Metagaming in Team Sealed

Posted in Event Coverage on May 17, 2015

By Oliver Gehrmann

Magic is a game of decision-making. Generally speaking, the player that is able to make the best decisions (within a reasonable time) will walk away victorious more often than not. Team Sealed is a very interesting format as it affects the decision-making process in multiple ways. For starters, you no longer have to make decisions solely on your own; you can rely on your teammates to feed you valuable input. Secondly, it introduces a number of new dynamics, most notably the splitting of the cards in your pool over three different decks, distributing said decks in the right way among your teammates and last, but certainly not least, assigning seats to all of the members of your team.

We noted that the team of Stephen Murray, Ioannis Kyriazis, and Simon Marshall had one-upped the opposition in at least two of those additional disciplines. While their win streak was eventually beaten and they suffered two crucial losses in the last rounds we played yesterday, they still advanced to Day 2. That meant they remained in contention for the title of Grand Prix Team champions.

Lightning Strikes Twice

They had been playing together before, way back in the good old days of Gatecrash Limited. Even back then, something had occurred to them: "Very often, we came across teams where one player was significantly better than the other two. They would often play the most aggressive deck so they would have more time to help the other players in their decision making."


Left to right: Ioannis Kyriazis, Stephen Murray, and Simon Marshall

This strategy makes perfect sense; you don't want to see your most experienced player losing his train of thought whether to counter a spell or not when one of the other players is asking for his advice. Instead, you want him to be able to focus as much as possible on the other two matches. Naturally, this can be accomplished by handing him a deck that attempts to finish games sooner rather than later, like Red-Black Dash or, back in the Gatecrash days, aggressive Boros decks. And it would make sense to seat this player in the center spot where he could best look in on the other two matches.

Murray, Kyriazis and Marshall came prepared and they took advantage of this rather common occurrence. They consciously selected a green midrange deck for the center spot as it would expectedly fare rather well against those particular decks.

Even the Perfect Plan Fails at Times

They had to admit that their strategy backfired on them at times. "Sometimes you see teams with two experienced players and one player who is less familiar with the way the format's working. He would often be seated in the middle so both of his friends could support him. Very often, he'd be left with the best deck out of the three as those decks tend to be more forgiving."

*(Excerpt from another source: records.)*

use std::sync::atomic::{AtomicBool, Ordering};
use std::sync::Arc;
use std::time::Duration;

use chem_core::{run_substructure_search, SearchWorker};
use chem_infra::{logging, LogConfig};
use chem_persistence::migrations::run_pending_migrations;
use chem_persistence::{build_pool, DbConfig, PgJobQueue, PgMoleculeStore, PoolProvider};
use chemengine::ChemEngine;
use clap::{Parser, Subcommand};
use diesel::pg::PgConnection;
use diesel::Connection;
use log::{error, info};

/// Herramientas de operación del API de moléculas.
#[derive(Parser)]
#[command(name = "chem", version)]
struct Cli {
    #[command(subcommand)]
    command: Commands,
}

#[derive(Subcommand)]
enum Commands {
    /// Consume búsquedas de la cola en Postgres hasta recibir Ctrl-C
    Worker {
        /// Hilos de trabajo; cada uno con su propio pool de conexiones.
        #[arg(short, long, env = "WORKER_CONCURRENCY", default_value_t = 1)]
        concurrency: usize,
        /// Espera entre consultas cuando la cola está vacía.
        #[arg(long, env = "WORKER_POLL_MS", default_value_t = 500)]
        poll_ms: u64,
    },
    /// Aplica las migraciones pendientes
    Migrate,
    /// Ejecuta una búsqueda por subestructura en línea e imprime las coincidencias
    Search {
        #[arg(short, long)]
        query: String,
    },
}

const EXIT_CONFIG: i32 = 2;
const EXIT_SEARCH_FAILED: i32 = 4;
const EXIT_BACKEND: i32 = 5;

fn main() {
    chem_persistence::init_dotenv();
    let cli = Cli::parse();
    if let Err(e) = logging::init(&LogConfig::from_env()) {
        eprintln!("[chem] no se pudo iniciar el logging: {e}");
        std::process::exit(EXIT_CONFIG);
    }
    let cfg = match DbConfig::from_env() {
        Ok(cfg) => cfg,
        Err(e) => {
            eprintln!("[chem] {e}");
            std::process::exit(EXIT_CONFIG);
        }
    };
    let code = match cli.command {
        Commands::Worker { concurrency, poll_ms } => worker(&cfg, concurrency, Duration::from_millis(poll_ms)),
        Commands::Migrate => migrate(&cfg),
        Commands::Search { query } => search(&cfg, &query),
    };
    std::process::exit(code);
}

fn worker(cfg: &DbConfig, concurrency: usize, poll_interval: Duration) -> i32 {
    let shutdown = Arc::new(AtomicBool::new(false));
    let mut handles = Vec::new();
    let mut code = 0;
    for n in 0..concurrency.max(1) {
        // Pool propio por hilo: los workers no comparten conexiones con nadie.
        let pool = match build_pool(&cfg.url, 1, 2) {
            Ok(pool) => pool,
            Err(e) => {
                error!("[chem worker] pool error: {e}");
                code = EXIT_BACKEND;
                break;
            }
        };
        let provider = PoolProvider { pool };
        let store = Arc::new(PgMoleculeStore::new(provider.clone()));
        let queue = Arc::new(PgJobQueue::new(provider));
        let worker = SearchWorker::new(store, queue).with_poll_interval(poll_interval);
        info!("[chem worker] hilo {n} listo");
        handles.push(worker.spawn(shutdown.clone()));
    }
    if code == 0 {
        wait_for_ctrl_c();
        info!("[chem worker] Ctrl-C recibido, terminando trabajos en curso");
    }
    shutdown.store(true, Ordering::Relaxed);
    for handle in handles {
        if handle.join().is_err() {
            error!("[chem worker] un hilo terminó con pánico");
            code = EXIT_BACKEND;
        }
    }
    code
}

fn wait_for_ctrl_c() {
    let runtime = match tokio::runtime::Builder::new_current_thread().enable_all().build() {
        Ok(rt) => rt,
        Err(e) => {
            error!("[chem worker] no se pudo crear el runtime de señales: {e}");
            return;
        }
    };
    if let Err(e) = runtime.block_on(tokio::signal::ctrl_c()) {
        error!("[chem worker] error esperando Ctrl-C: {e}");
    }
}

fn migrate(cfg: &DbConfig) -> i32 {
    let mut conn = match PgConnection::establish(&cfg.url) {
        Ok(conn) => conn,
        Err(e) => {
            eprintln!("[chem migrate] conexión: {e}");
            return EXIT_BACKEND;
        }
    };
    match run_pending_migrations(&mut conn) {
        Ok(applied) => {
            println!("migraciones aplicadas: {applied}");
            0
        }
        Err(e) => {
            eprintln!("[chem migrate] {e}");
            EXIT_BACKEND
        }
    }
}

fn search(cfg: &DbConfig, query: &str) -> i32 {
    let pool = match build_pool(&cfg.url, 1, 2) {
        Ok(pool) => pool,
        Err(e) => {
            eprintln!("[chem search] pool error: {e}");
            return EXIT_BACKEND;
        }
    };
    let store = PgMoleculeStore::new(PoolProvider { pool });
    match run_substructure_search(&store, &ChemEngine::new(), query) {
        Ok(matches) => {
            for smiles in matches {
                println!("{smiles}");
            }
            0
        }
        Err(e) => {
            eprintln!("[chem search] {e}");
            EXIT_SEARCH_FAILED
        }
    }
}

#[cfg(test)]
mod tests {
    use super::*;
    use clap::CommandFactory;

    #[test]
    fn cli_definition_is_consistent() {
        Cli::command().debug_assert();
    }

    #[test]
    fn worker_flags_parse() {
        let cli = Cli::try_parse_from(["chem", "worker", "--concurrency", "3", "--poll-ms", "50"]).unwrap();
        match cli.command {
            Commands::Worker { concurrency, poll_ms } => assert_eq!((concurrency, poll_ms), (3, 50)),
            _ => panic!("subcomando inesperado"),
        }
    }

    #[test]
    fn search_requires_query() {
        assert!(Cli::try_parse_from(["chem", "search"]).is_err());
        let cli = Cli::try_parse_from(["chem", "search", "-q", "c1ccccc1"]).unwrap();
        assert!(matches!(cli.command, Commands::Search { query } if query == "c1ccccc1"));
    }
}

As it so happens, this strategy may also be interesting for an event like the World Magic Cup. Very often, just like in the Team Sealed events, there might be one player on the team that is more experienced than the other members. Naturally, he would be seated in the middle so he would be able to call the shots for the whole crew.

Asked about any other special strategies that they employed, they pointed out that Simon was the least experienced in the format, which meant he sometimes took a little longer to make decisions. Therefore, he had been handed the most aggressive deck.

Overall, they felt fairly happy with their results so far. The last question on our mind was whether they went with the same approach on Day 2. We walked over to their match and the first creature we spotted in Kyriazis' graveyard was a Colossodon Yearling. No words needed to be exchanged to drive home the point.